[[ Records for the task, beginning ]]
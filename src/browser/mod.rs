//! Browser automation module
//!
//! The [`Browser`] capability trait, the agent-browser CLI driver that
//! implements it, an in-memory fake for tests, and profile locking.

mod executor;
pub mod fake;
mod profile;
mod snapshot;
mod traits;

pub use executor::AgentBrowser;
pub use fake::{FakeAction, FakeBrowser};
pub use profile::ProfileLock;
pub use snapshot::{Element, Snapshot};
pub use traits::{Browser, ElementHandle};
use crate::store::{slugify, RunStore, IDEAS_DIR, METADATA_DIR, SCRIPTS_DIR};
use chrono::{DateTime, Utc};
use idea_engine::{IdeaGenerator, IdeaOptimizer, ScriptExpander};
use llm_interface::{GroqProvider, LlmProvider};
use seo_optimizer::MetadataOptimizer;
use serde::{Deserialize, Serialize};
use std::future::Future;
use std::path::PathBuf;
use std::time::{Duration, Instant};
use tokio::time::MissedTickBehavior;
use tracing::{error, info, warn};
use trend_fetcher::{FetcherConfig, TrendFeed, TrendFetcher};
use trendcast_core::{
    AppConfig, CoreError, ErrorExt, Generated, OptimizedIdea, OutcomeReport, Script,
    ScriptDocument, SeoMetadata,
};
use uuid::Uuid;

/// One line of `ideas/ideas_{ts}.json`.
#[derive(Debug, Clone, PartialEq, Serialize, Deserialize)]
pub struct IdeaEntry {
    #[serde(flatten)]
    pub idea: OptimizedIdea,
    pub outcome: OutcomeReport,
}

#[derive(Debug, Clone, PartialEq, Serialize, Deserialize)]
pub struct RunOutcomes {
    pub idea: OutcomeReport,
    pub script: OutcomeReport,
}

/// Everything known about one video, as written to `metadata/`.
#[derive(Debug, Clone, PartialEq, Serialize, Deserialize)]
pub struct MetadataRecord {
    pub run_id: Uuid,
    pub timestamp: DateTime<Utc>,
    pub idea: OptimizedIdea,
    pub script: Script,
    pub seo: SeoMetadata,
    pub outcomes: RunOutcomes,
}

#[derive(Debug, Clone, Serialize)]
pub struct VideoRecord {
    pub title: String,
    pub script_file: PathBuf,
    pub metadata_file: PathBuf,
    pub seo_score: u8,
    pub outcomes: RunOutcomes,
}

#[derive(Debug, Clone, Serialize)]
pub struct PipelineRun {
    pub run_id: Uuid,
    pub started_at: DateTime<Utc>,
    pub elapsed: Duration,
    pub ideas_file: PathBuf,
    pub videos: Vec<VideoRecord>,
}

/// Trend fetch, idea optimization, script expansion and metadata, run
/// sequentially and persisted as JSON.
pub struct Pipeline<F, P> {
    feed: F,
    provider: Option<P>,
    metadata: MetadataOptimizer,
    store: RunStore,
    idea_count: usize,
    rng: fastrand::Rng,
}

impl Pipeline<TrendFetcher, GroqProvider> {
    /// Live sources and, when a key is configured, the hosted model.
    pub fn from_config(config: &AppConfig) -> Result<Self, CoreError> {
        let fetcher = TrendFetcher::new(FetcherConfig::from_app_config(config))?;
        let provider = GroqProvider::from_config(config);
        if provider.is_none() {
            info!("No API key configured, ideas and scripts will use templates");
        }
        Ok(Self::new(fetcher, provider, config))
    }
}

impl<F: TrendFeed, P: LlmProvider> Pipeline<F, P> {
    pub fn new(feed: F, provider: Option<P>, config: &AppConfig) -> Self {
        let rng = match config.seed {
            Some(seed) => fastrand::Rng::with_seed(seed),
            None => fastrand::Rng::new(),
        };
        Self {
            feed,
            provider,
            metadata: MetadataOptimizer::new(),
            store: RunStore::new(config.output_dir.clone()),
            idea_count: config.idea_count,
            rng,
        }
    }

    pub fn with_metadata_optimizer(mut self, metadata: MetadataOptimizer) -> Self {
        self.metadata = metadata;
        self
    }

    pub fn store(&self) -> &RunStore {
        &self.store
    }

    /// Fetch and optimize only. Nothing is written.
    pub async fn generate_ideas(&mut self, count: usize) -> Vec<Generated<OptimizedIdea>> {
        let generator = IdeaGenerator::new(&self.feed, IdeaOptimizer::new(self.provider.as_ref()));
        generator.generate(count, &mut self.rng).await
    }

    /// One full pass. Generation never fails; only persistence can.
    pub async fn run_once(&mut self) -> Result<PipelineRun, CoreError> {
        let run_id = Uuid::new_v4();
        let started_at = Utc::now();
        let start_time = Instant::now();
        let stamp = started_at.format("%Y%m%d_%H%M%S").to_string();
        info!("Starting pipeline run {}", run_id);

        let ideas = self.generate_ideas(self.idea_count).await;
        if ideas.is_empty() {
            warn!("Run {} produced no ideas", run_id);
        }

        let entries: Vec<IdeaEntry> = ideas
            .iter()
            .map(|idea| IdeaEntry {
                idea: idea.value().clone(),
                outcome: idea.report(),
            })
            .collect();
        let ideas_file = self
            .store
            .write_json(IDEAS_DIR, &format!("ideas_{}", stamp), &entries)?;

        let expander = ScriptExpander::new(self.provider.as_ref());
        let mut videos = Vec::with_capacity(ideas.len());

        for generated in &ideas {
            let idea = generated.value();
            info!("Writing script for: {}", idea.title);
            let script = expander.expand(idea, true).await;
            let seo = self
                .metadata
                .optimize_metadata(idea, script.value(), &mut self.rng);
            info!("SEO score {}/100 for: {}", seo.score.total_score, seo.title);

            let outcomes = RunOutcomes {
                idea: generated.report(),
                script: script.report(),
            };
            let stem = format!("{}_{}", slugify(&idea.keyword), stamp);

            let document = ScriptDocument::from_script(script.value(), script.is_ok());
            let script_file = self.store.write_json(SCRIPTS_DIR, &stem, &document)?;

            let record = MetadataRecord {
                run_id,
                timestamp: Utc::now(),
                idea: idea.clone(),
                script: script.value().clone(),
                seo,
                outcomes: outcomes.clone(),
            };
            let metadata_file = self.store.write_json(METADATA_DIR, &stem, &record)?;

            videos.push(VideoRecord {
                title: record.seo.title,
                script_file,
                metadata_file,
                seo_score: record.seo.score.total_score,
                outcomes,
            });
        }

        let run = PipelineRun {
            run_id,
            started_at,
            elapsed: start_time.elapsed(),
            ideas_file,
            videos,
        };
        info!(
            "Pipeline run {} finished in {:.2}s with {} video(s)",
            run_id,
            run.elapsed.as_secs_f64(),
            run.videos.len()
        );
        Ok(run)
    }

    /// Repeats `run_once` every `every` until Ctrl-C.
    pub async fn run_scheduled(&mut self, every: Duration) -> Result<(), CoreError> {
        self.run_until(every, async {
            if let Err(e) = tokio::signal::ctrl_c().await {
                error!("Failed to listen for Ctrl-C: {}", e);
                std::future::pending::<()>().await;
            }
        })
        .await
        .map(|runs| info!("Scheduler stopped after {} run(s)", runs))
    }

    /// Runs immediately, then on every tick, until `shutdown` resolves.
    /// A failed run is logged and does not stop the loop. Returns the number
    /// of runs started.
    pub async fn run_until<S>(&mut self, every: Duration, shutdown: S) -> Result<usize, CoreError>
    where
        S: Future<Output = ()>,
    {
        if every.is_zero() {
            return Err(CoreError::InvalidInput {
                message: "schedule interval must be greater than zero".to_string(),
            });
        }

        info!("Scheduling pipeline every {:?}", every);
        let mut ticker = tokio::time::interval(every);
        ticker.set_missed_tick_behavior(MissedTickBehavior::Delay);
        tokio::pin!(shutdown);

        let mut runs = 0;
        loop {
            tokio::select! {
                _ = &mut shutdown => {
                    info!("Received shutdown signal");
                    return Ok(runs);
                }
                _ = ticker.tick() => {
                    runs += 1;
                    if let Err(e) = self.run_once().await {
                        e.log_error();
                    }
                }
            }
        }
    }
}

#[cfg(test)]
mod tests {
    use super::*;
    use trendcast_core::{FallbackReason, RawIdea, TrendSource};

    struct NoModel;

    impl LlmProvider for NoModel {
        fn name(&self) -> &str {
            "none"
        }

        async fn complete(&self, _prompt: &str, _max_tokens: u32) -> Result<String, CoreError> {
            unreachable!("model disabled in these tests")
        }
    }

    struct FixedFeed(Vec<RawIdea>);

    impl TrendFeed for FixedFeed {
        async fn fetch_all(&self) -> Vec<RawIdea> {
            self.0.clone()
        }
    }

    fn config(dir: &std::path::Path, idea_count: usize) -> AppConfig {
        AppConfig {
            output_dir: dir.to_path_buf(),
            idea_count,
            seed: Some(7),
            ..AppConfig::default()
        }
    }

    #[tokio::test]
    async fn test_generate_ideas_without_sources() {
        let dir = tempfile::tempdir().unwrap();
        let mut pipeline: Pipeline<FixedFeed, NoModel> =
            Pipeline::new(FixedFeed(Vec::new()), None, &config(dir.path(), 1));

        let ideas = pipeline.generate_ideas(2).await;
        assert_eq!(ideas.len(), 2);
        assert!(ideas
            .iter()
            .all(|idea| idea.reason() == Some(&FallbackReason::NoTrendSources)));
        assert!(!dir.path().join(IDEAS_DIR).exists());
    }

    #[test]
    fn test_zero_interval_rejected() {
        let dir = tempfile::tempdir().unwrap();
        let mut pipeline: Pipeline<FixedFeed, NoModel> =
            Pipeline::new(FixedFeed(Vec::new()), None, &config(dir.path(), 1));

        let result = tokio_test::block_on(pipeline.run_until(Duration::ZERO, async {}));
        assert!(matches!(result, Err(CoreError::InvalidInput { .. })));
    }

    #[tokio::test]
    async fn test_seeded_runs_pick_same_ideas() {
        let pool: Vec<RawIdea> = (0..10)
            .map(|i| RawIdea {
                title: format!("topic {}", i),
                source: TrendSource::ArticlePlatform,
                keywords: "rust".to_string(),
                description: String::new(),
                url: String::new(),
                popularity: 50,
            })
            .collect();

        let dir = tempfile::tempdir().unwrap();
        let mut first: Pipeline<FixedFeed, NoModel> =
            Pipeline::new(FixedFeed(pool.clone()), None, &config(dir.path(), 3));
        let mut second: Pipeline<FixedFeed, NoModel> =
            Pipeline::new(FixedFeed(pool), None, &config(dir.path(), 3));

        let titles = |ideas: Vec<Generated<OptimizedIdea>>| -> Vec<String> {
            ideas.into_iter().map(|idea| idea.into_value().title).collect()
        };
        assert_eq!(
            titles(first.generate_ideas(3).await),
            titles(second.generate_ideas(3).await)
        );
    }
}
[[ Records for the task, end ]]
Copy every line above in which the string "videos" shows up.

    pub videos: Vec<VideoRecord>,
        let mut videos = Vec::with_capacity(ideas.len());
            videos.push(VideoRecord {
            videos,
            run.videos.len()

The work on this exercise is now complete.